Listed entries:
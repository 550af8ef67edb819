//! Structured event channel for the Mevo map sync.
//!
//! Every outcome the pipeline produces -- feed failures, empty feeds, source
//! registrations, icon arrivals, stale teardown -- is published here as a
//! [`SyncEvent`] in addition to being logged. Tests and telemetry consumers
//! subscribe to the [`EventBus`] instead of parsing log text.

use chrono::{DateTime, Utc};
use mevo_types::{CycleId, FeedType};
use serde::{Deserialize, Serialize};
use tokio::sync::broadcast;

/// Default capacity of the event broadcast channel.
///
/// A subscriber that falls behind by more than this many events receives
/// [`broadcast::error::RecvError::Lagged`] and skips ahead.
pub const DEFAULT_CAPACITY: usize = 1024;

/// Pipeline stage at which a feed failed.
#[derive(Debug, Clone, Copy, PartialEq, Eq, Serialize, Deserialize)]
#[serde(rename_all = "snake_case")]
pub enum FeedStage {
    /// The HTTP fetch failed.
    Fetch,
    /// The envelope could not be parsed.
    Parse,
}

/// One observable pipeline outcome.
#[derive(Debug, Clone, PartialEq, Eq, Serialize, Deserialize)]
#[serde(tag = "kind", rename_all = "snake_case")]
pub enum SyncEvent {
    /// An orchestrated cycle began.
    CycleStarted {
        /// The cycle.
        cycle: CycleId,
        /// Feeds the cycle will run, in order.
        feeds: Vec<FeedType>,
    },
    /// An orchestrated cycle finished.
    CycleFinished {
        /// The cycle.
        cycle: CycleId,
        /// Feeds that produced a populated collection.
        populated: usize,
        /// Feeds that failed to fetch or parse.
        failed: usize,
    },
    /// A feed could not be fetched or parsed.
    FeedFailed {
        /// The feed.
        feed: FeedType,
        /// Where it failed.
        stage: FeedStage,
        /// Display form of the error.
        reason: String,
    },
    /// A feed returned an explicitly empty feature collection.
    FeedEmpty {
        /// The feed.
        feed: FeedType,
    },
    /// A feed's collection had no `features` member.
    FeedAbsent {
        /// The feed.
        feed: FeedType,
    },
    /// A feed returned entities and reconciliation started.
    FeedPopulated {
        /// The feed.
        feed: FeedType,
        /// Number of features in the collection.
        entities: usize,
    },
    /// A geometry source was registered or updated.
    SourceRegistered {
        /// The feed.
        feed: FeedType,
        /// The source id.
        source_id: String,
        /// True when an existing source was updated in place.
        updated: bool,
    },
    /// An entity was skipped; its siblings continue.
    EntityRejected {
        /// The feed.
        feed: FeedType,
        /// Ordinal position in the feed.
        index: usize,
        /// Display form of the reason.
        reason: String,
    },
    /// A point entity had no icon URL, so no layer is created for it.
    IconSkipped {
        /// The feed.
        feed: FeedType,
        /// The entity's source id.
        source_id: String,
    },
    /// An icon fetch was started.
    IconDispatched {
        /// The feed.
        feed: FeedType,
        /// Image id the icon will be registered under.
        image_id: String,
        /// The icon URL.
        url: String,
    },
    /// An icon arrived and its image and symbol layer were registered.
    IconAttached {
        /// The feed.
        feed: FeedType,
        /// The image id.
        image_id: String,
        /// The symbol layer id.
        layer_id: String,
    },
    /// An icon fetch yielded nothing; the entity has no visible layer.
    IconMissing {
        /// The feed.
        feed: FeedType,
        /// The image id that was not registered.
        image_id: String,
        /// The icon URL.
        url: String,
    },
    /// An icon arrived for a superseded cycle and was dropped.
    IconDiscarded {
        /// The feed.
        feed: FeedType,
        /// The image id.
        image_id: String,
        /// Generation the fetch belonged to.
        generation: u64,
    },
    /// Icon or layer registration failed after the icon arrived.
    IconRejected {
        /// The feed.
        feed: FeedType,
        /// The image id.
        image_id: String,
        /// Display form of the error.
        reason: String,
    },
    /// Outstanding icon fetches from the previous cycle were aborted.
    IconFetchesCancelled {
        /// The feed.
        feed: FeedType,
        /// Number of tasks aborted.
        count: usize,
    },
    /// An outline layer was registered for a line or polygon entity.
    OutlineAttached {
        /// The feed.
        feed: FeedType,
        /// The line layer id.
        layer_id: String,
    },
    /// All primitives of an entity that left the feed were removed.
    EntityRemoved {
        /// The feed.
        feed: FeedType,
        /// The removed source id.
        source_id: String,
    },
}

/// A [`SyncEvent`] stamped with its publication time.
#[derive(Debug, Clone, PartialEq, Eq, Serialize, Deserialize)]
pub struct EventEnvelope {
    /// When the event was published.
    pub at: DateTime<Utc>,
    /// The event.
    #[serde(flatten)]
    pub event: SyncEvent,
}

/// Broadcast channel for [`SyncEvent`]s.
///
/// Cloning the bus shares the underlying channel.
#[derive(Debug, Clone)]
pub struct EventBus {
    tx: broadcast::Sender<EventEnvelope>,
}

impl EventBus {
    /// Create a bus with [`DEFAULT_CAPACITY`].
    pub fn new() -> Self {
        Self::with_capacity(DEFAULT_CAPACITY)
    }

    /// Create a bus with the given channel capacity (minimum 1).
    pub fn with_capacity(capacity: usize) -> Self {
        let (tx, _) = broadcast::channel(capacity.max(1));
        Self { tx }
    }

    /// Subscribe to events published from now on.
    pub fn subscribe(&self) -> broadcast::Receiver<EventEnvelope> {
        self.tx.subscribe()
    }

    /// Publish an event.
    ///
    /// Returns the number of receivers that got it; 0 when nobody is
    /// subscribed, which is not an error.
    pub fn publish(&self, event: SyncEvent) -> usize {
        let envelope = EventEnvelope {
            at: Utc::now(),
            event,
        };
        self.tx.send(envelope).unwrap_or(0)
    }
}

impl Default for EventBus {
    fn default() -> Self {
        Self::new()
    }
}

/// Drain every event currently buffered in `rx` without waiting.
///
/// Lagged gaps are skipped. Intended for tests and diagnostics that inspect
/// what a finished operation published.
pub fn drain(rx: &mut broadcast::Receiver<EventEnvelope>) -> Vec<SyncEvent> {
    let mut events = Vec::new();
    loop {
        match rx.try_recv() {
            Ok(envelope) => events.push(envelope.event),
            Err(broadcast::error::TryRecvError::Lagged(_)) => {}
            Err(_) => break,
        }
    }
    events
}

#[cfg(test)]
#[allow(clippy::unwrap_used)]
mod tests {
    use super::*;

    #[test]
    fn publish_without_subscribers_is_not_an_error() {
        let bus = EventBus::new();
        assert_eq!(bus.publish(SyncEvent::FeedEmpty { feed: FeedType::Parking }), 0);
    }

    #[tokio::test]
    async fn subscribers_receive_events_in_order() {
        let bus = EventBus::new();
        let mut rx = bus.subscribe();
        bus.publish(SyncEvent::FeedEmpty { feed: FeedType::Vehicle });
        bus.publish(SyncEvent::FeedAbsent { feed: FeedType::Parking });

        let first = rx.recv().await.unwrap();
        assert_eq!(first.event, SyncEvent::FeedEmpty { feed: FeedType::Vehicle });
        assert_eq!(
            drain(&mut rx),
            vec![SyncEvent::FeedAbsent { feed: FeedType::Parking }]
        );
    }

    #[test]
    fn drain_skips_lagged_gap() {
        let bus = EventBus::with_capacity(2);
        let mut rx = bus.subscribe();
        for _ in 0..5 {
            bus.publish(SyncEvent::FeedEmpty { feed: FeedType::Vehicle });
        }
        assert_eq!(drain(&mut rx).len(), 2);
    }

    #[test]
    fn envelope_serializes_flat_with_kind_tag() {
        let envelope = EventEnvelope {
            at: Utc::now(),
            event: SyncEvent::FeedFailed {
                feed: FeedType::Vehicle,
                stage: FeedStage::Fetch,
                reason: "HTTP 500".to_owned(),
            },
        };
        let value = serde_json::to_value(&envelope).unwrap();
        assert_eq!(value["kind"], "feed_failed");
        assert_eq!(value["feed"], "vehicle");
        assert_eq!(value["stage"], "fetch");
        assert!(value.get("at").is_some());
    }
}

What this task involves: Lines holding "derive": give how many there are in the entries above, and nothing more.

Answer to the problem: 4